Les lecteurs ruraux se réjouissent : vous pouvez toujours vous procurer des bons d’abonnement pour le Guardian (Lettres, 9 août). Après plusieurs appels téléphoniques anxieux, j’ai réussi à convaincre le responsable des abonnements que mon marchand de journaux rural éloigné n’a pas accès à un scanner, et que les bons étaient le seul moyen de continuer ma lecture du Guardian depuis plus de 50 ans. Un nouveau livret est arrivé dans la semaine.

par Susannah J Everington

Marshwood, Dorset

  • Point important : Les lecteurs ruraux peuvent se procurer des bons d’abonnement pour le Guardian.
  • Nouvelle : Un nouveau livret est arrivé dans la semaine après plusieurs appels téléphoniques.

Dans un supermarché de Nice, en France, l’année dernière, l’une des caisses affichait la mention « caisse papotages » (caisse de bavardages), avec une caissière formée pour discuter avec les clients (Lettres, 6 août). Un grand avantage pour les personnes seules, mais pas très pratique pour les touristes qui se retrouvent dans cette file d’attente avec deux croissants et une bouteille de vin.

par Jenny Russell

Tunbridge Wells, Kent

  • Point important : Une caisse de bavardages a été mise en place dans un supermarché à Nice.
  • Inconvénient : Les touristes se retrouvent dans cette file d’attente avec des produits qui ne nécessitent pas de conversation.

J’ai apprécié votre article (Forget chess, backgammon teaches the most valuable life lessons: blind luck and wild unfairness, 5 août), mais pas sa référence aux « Bletchley Park boys ». En 1945, 75 % du personnel de Bletchley Park étaient des femmes. Elles travaillaient à tous les niveaux et étaient clairement une partie essentielle du processus de décryptage des codes.

par Terry Kingdon

London

  • Point important : Les femmes étaient majoritaires et jouaient un rôle essentiel à Bletchley Park.

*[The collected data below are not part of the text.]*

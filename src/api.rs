// src/api.rs
use std::sync::Arc;

use axum::{
    extract::State,
    http::{HeaderMap, HeaderValue},
    routing::get,
    Json, Router,
};
use serde::Serialize;
use tokio::time::Instant;
use tower_http::cors::CorsLayer;

use crate::aggregator::{Aggregator, Resolution};
use crate::category::Category;
use crate::config::ProxyConfig;
use crate::picks::{self, Pick};
use crate::records::{Record, Resolved};

pub const HEADER_CACHE: &str = "x-cache";
pub const HEADER_DATA_SOURCE: &str = "x-data-source";

#[derive(Clone)]
pub struct AppState {
    pub aggregator: Arc<Aggregator>,
    pub debug_routes: bool,
}

impl AppState {
    pub fn new(aggregator: Arc<Aggregator>) -> Self {
        Self {
            aggregator,
            debug_routes: false,
        }
    }

    pub fn with_debug_routes(mut self, on: bool) -> Self {
        self.debug_routes = on;
        self
    }

    /// State backed by the real HTTP transport.
    pub fn from_config(cfg: &ProxyConfig) -> anyhow::Result<Self> {
        let agg = cfg.build_aggregator()?;
        Ok(Self::new(Arc::new(agg)).with_debug_routes(cfg.debug_routes_enabled()))
    }
}

pub fn create_router(state: AppState) -> Router {
    let mut r = Router::new()
        .route("/", get(root))
        .route("/health", get(|| async { "ok" }))
        .route("/ipos", get(ipos))
        .route("/gainers", get(gainers))
        .route("/losers", get(losers))
        .route("/news", get(news))
        .route("/picks", get(picks_handler));

    if state.debug_routes {
        r = r.route("/debug/cache", get(debug_cache));
    }

    r.layer(CorsLayer::very_permissive()).with_state(state)
}

/// Alias kept for callers that prefer `api::router`.
pub fn router(state: AppState) -> Router {
    create_router(state)
}

#[derive(Serialize)]
struct RootResp {
    status: &'static str,
    time: String,
}

async fn root() -> Json<RootResp> {
    Json(RootResp {
        status: "NSE Proxy Running",
        time: chrono::Utc::now().to_rfc3339(),
    })
}

fn diagnostics_headers(res: &Resolution) -> HeaderMap {
    let mut h = HeaderMap::new();
    h.insert(
        HEADER_CACHE,
        HeaderValue::from_static(if res.cache_hit { "HIT" } else { "MISS" }),
    );
    let src = HeaderValue::from_str(res.payload.source_label())
        .unwrap_or_else(|_| HeaderValue::from_static("unknown"));
    h.insert(HEADER_DATA_SOURCE, src);
    h
}

/// Run the resolution on its own task so a client hanging up mid-request
/// does not abort a chain pass that other callers are waiting on. A task
/// that panics is answered with the category placeholder, never re-run.
async fn resolve_detached(agg: &Arc<Aggregator>, category: Category) -> Resolution {
    let task = {
        let agg = agg.clone();
        tokio::spawn(async move { agg.resolve_traced(category).await })
    };
    match task.await {
        Ok(res) => res,
        Err(e) => {
            tracing::error!(target: "api", %category, error = %e, "resolve task failed, serving fallback");
            Resolution {
                payload: Arc::new(Resolved::fallback(category.default_fallback())),
                cache_hit: false,
            }
        }
    }
}

async fn serve(state: &AppState, category: Category) -> (HeaderMap, Json<Vec<Record>>) {
    let res = resolve_detached(&state.aggregator, category).await;
    tracing::debug!(
        target: "api",
        %category,
        cache_hit = res.cache_hit,
        source = res.payload.source_label(),
        "served"
    );
    (diagnostics_headers(&res), Json(res.payload.records.clone()))
}

async fn ipos(State(state): State<AppState>) -> (HeaderMap, Json<Vec<Record>>) {
    serve(&state, Category::Ipos).await
}

async fn gainers(State(state): State<AppState>) -> (HeaderMap, Json<Vec<Record>>) {
    serve(&state, Category::Gainers).await
}

async fn losers(State(state): State<AppState>) -> (HeaderMap, Json<Vec<Record>>) {
    serve(&state, Category::Losers).await
}

async fn news(State(state): State<AppState>) -> (HeaderMap, Json<Vec<Record>>) {
    serve(&state, Category::News).await
}

async fn picks_handler(State(state): State<AppState>) -> Json<Vec<Pick>> {
    let gainers = resolve_detached(&state.aggregator, Category::Gainers).await;
    let losers = resolve_detached(&state.aggregator, Category::Losers).await;
    Json(picks::derive(&gainers.payload, &losers.payload))
}

#[derive(Serialize)]
struct CacheInfo {
    category: Category,
    source: String,
    fallback: bool,
    records: usize,
    fetched_at: String,
    age_secs: u64,
    ttl_secs: u64,
    fresh: bool,
}

async fn debug_cache(State(state): State<AppState>) -> Json<Vec<CacheInfo>> {
    let now = Instant::now();
    let rows = state
        .aggregator
        .cache()
        .snapshot()
        .into_iter()
        .map(|e| CacheInfo {
            category: e.category,
            source: e.payload.source_label().to_string(),
            fallback: e.payload.is_fallback(),
            records: e.payload.records.len(),
            fetched_at: e.fetched_at_utc.to_rfc3339(),
            age_secs: e.age(now).as_secs(),
            ttl_secs: e.ttl.as_secs(),
            fresh: e.is_fresh(now),
        })
        .collect();
    Json(rows)
}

Votre article sur l’architecture de l’IA (7 août) m’a rappelé comment un ingénieur en structure m’a décrit son travail une fois : « Les architectes me présentent des plans stupides pour des bâtiments, puis je fais des modifications pour qu’ils ne s’effondrent pas ».

par Norman Miller

Brighton

  • Point important : Un ingénieur en structure explique comment il améliore les plans d’architectes pour garantir la stabilité des bâtiments.